> WORK TO COMPLETE: From the line with "self.stop_left.data[(decision * self.num_state" through the line with "stop_right(&self, decision: usize, state: usize, adjacent: bool)", repeat the entries verbatim, both end lines included, and add nothing.

> SUPPLIED MATERIAL:

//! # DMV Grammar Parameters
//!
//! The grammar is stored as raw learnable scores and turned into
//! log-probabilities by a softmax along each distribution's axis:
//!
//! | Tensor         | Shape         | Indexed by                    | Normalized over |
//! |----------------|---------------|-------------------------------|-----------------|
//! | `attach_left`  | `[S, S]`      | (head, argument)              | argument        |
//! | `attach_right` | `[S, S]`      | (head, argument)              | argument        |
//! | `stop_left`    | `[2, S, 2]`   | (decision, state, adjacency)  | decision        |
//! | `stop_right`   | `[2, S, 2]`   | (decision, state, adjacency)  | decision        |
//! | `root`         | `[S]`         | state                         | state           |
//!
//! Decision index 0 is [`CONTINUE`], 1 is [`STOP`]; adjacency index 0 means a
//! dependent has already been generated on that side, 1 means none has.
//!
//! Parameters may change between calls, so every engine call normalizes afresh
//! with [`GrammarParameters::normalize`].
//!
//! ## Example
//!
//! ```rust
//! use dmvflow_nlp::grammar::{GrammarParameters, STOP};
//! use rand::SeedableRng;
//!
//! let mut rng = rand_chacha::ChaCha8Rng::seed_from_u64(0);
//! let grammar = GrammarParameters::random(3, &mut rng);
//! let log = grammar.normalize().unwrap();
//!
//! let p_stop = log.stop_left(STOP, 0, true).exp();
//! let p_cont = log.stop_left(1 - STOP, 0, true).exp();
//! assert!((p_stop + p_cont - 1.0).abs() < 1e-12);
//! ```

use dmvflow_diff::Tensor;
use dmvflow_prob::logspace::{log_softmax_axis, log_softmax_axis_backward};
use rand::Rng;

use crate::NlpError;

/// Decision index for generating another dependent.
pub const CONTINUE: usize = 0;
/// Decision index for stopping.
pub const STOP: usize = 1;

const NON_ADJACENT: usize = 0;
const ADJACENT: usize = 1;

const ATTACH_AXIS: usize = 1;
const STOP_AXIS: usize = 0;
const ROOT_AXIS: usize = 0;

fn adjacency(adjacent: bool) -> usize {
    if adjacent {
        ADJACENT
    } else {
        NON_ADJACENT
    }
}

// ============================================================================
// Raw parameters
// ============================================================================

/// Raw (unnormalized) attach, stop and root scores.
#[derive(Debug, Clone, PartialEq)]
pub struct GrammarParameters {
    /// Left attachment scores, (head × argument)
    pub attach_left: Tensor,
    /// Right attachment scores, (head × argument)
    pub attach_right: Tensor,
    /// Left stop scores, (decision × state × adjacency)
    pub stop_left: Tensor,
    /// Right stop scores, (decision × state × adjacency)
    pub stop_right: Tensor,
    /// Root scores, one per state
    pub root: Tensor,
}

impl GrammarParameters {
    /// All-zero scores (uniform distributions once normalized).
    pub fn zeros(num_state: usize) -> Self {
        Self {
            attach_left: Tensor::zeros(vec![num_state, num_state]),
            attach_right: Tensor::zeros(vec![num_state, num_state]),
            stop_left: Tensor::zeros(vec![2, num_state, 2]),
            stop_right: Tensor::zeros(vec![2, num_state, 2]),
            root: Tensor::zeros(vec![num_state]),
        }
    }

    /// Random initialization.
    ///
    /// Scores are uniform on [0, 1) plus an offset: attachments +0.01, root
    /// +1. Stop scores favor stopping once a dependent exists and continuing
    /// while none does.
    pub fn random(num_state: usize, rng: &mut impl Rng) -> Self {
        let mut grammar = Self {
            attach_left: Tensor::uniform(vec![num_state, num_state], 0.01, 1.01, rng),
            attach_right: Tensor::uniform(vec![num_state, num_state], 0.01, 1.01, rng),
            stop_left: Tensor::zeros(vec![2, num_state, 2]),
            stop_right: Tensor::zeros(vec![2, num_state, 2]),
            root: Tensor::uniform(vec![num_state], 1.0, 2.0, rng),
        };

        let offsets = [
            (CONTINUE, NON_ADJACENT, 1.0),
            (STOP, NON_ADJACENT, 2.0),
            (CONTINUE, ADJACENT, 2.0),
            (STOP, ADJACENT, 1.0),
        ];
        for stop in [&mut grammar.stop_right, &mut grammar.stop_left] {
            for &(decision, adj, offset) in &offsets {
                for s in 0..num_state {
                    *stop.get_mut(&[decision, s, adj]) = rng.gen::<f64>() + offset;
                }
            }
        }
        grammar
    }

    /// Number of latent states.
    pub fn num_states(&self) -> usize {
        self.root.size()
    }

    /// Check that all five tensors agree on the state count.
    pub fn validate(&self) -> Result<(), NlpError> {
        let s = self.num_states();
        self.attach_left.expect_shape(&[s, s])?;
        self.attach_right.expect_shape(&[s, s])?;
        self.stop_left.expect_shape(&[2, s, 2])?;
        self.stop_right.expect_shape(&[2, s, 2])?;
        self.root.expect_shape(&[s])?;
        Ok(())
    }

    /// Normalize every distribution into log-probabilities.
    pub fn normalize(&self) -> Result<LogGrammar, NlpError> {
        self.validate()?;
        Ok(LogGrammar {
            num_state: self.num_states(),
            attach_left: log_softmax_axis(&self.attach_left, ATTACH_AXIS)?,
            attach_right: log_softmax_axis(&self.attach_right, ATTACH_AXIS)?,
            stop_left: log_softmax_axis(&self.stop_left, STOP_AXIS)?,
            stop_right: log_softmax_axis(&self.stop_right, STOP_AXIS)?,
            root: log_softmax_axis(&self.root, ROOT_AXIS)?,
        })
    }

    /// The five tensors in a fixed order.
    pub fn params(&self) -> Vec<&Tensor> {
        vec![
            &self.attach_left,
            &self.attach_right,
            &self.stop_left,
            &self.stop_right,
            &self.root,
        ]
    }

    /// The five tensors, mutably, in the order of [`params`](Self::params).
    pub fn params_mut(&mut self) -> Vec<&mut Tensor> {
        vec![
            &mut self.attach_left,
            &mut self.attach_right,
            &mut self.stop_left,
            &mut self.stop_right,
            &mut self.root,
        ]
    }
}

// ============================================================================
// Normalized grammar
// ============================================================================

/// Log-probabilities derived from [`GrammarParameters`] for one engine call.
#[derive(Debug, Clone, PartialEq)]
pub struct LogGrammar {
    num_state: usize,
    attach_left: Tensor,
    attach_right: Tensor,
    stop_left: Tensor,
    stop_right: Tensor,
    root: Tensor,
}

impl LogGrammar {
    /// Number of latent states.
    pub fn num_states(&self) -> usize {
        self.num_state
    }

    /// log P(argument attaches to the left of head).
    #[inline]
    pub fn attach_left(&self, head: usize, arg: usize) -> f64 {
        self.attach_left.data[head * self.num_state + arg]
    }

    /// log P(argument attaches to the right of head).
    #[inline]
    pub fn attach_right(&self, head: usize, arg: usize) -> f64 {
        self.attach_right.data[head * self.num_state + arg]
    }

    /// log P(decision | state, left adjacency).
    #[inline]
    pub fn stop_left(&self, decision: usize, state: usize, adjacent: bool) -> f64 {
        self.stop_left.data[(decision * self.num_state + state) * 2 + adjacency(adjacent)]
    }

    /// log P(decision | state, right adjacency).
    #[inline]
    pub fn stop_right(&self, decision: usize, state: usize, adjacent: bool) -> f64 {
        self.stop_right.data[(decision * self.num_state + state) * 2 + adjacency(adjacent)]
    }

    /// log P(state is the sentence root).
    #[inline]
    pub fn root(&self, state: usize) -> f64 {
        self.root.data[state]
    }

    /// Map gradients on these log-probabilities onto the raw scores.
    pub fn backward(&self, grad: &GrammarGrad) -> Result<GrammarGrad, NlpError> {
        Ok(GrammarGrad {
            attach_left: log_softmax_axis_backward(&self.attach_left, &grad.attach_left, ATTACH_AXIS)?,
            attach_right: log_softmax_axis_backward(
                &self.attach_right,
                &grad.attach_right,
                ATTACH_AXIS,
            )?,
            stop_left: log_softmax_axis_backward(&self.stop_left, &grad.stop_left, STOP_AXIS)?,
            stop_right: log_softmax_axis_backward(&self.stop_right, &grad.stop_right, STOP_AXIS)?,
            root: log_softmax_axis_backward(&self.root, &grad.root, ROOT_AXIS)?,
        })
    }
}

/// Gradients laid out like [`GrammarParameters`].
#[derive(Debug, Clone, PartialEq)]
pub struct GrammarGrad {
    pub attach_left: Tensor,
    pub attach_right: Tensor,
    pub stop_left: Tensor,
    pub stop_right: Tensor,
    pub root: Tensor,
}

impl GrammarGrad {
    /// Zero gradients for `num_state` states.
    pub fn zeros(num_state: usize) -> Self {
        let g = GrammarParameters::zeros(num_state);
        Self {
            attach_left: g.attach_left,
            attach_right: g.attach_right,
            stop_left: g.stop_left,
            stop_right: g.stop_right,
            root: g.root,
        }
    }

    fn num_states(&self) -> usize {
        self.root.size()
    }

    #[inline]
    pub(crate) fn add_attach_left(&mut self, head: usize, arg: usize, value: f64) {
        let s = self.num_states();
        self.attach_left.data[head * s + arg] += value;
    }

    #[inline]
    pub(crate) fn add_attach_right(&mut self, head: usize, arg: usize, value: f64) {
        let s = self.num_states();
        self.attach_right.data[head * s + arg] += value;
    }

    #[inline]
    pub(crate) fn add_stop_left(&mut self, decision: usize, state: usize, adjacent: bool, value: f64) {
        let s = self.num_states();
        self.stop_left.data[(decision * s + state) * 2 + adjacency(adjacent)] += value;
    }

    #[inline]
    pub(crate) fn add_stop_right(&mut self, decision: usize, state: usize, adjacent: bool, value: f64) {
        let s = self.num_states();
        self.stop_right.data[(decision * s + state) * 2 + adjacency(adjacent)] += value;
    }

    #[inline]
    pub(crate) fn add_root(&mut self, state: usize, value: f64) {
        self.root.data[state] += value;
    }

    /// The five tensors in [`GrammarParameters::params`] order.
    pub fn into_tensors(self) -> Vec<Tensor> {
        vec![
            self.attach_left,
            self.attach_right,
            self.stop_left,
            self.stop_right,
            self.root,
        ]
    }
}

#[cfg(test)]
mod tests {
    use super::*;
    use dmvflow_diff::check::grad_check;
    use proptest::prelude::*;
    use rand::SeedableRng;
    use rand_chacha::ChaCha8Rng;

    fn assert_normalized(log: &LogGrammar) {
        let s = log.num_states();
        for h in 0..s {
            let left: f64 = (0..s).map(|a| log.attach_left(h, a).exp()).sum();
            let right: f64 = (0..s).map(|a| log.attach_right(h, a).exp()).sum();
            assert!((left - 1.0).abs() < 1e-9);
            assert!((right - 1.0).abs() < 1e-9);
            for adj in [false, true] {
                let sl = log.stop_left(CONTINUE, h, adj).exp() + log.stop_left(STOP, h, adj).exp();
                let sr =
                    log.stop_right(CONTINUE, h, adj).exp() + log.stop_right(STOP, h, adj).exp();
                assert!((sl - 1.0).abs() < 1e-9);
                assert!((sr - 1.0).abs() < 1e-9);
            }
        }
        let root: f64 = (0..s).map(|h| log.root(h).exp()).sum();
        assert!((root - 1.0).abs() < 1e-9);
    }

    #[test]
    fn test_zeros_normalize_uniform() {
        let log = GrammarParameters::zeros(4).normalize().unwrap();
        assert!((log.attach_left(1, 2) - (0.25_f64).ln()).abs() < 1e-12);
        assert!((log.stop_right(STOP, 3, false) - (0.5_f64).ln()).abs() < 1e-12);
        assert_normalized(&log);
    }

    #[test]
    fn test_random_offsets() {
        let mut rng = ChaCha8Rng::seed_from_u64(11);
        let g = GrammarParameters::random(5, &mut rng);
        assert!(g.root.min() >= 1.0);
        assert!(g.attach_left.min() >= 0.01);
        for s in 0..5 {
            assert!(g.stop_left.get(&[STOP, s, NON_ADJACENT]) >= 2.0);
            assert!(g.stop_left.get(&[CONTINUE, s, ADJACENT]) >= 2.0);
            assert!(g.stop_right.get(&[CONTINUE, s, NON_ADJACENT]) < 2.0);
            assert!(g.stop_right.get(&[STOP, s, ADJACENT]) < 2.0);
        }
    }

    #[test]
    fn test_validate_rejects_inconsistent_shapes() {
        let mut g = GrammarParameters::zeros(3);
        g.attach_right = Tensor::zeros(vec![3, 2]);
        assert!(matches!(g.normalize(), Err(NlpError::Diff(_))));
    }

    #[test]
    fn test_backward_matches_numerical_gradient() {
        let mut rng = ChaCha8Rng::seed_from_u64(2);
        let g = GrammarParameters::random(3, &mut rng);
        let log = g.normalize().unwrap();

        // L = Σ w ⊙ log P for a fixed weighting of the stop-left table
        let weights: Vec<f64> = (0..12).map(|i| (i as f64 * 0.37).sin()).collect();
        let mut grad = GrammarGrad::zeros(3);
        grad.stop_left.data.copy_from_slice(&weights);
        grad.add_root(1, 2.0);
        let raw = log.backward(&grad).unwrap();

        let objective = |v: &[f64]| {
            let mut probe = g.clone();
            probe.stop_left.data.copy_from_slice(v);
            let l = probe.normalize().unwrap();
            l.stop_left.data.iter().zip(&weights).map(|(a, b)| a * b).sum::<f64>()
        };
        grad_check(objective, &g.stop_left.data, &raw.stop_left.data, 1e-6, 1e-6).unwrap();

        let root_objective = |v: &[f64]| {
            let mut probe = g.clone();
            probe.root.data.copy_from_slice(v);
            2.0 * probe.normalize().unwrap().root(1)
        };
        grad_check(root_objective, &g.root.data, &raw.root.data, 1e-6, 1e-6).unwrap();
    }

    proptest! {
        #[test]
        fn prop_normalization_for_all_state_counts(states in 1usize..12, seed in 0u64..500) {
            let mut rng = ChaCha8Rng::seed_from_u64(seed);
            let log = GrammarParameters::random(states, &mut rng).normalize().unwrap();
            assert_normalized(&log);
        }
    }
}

> SOLUTION FOR THIS PROBLEM:
        self.stop_left.data[(decision * self.num_state + state) * 2 + adjacency(adjacent)]
    }

    /// log P(decision | state, right adjacency).
    #[inline]
    pub fn stop_right(&self, decision: usize, state: usize, adjacent: bool) -> f64 {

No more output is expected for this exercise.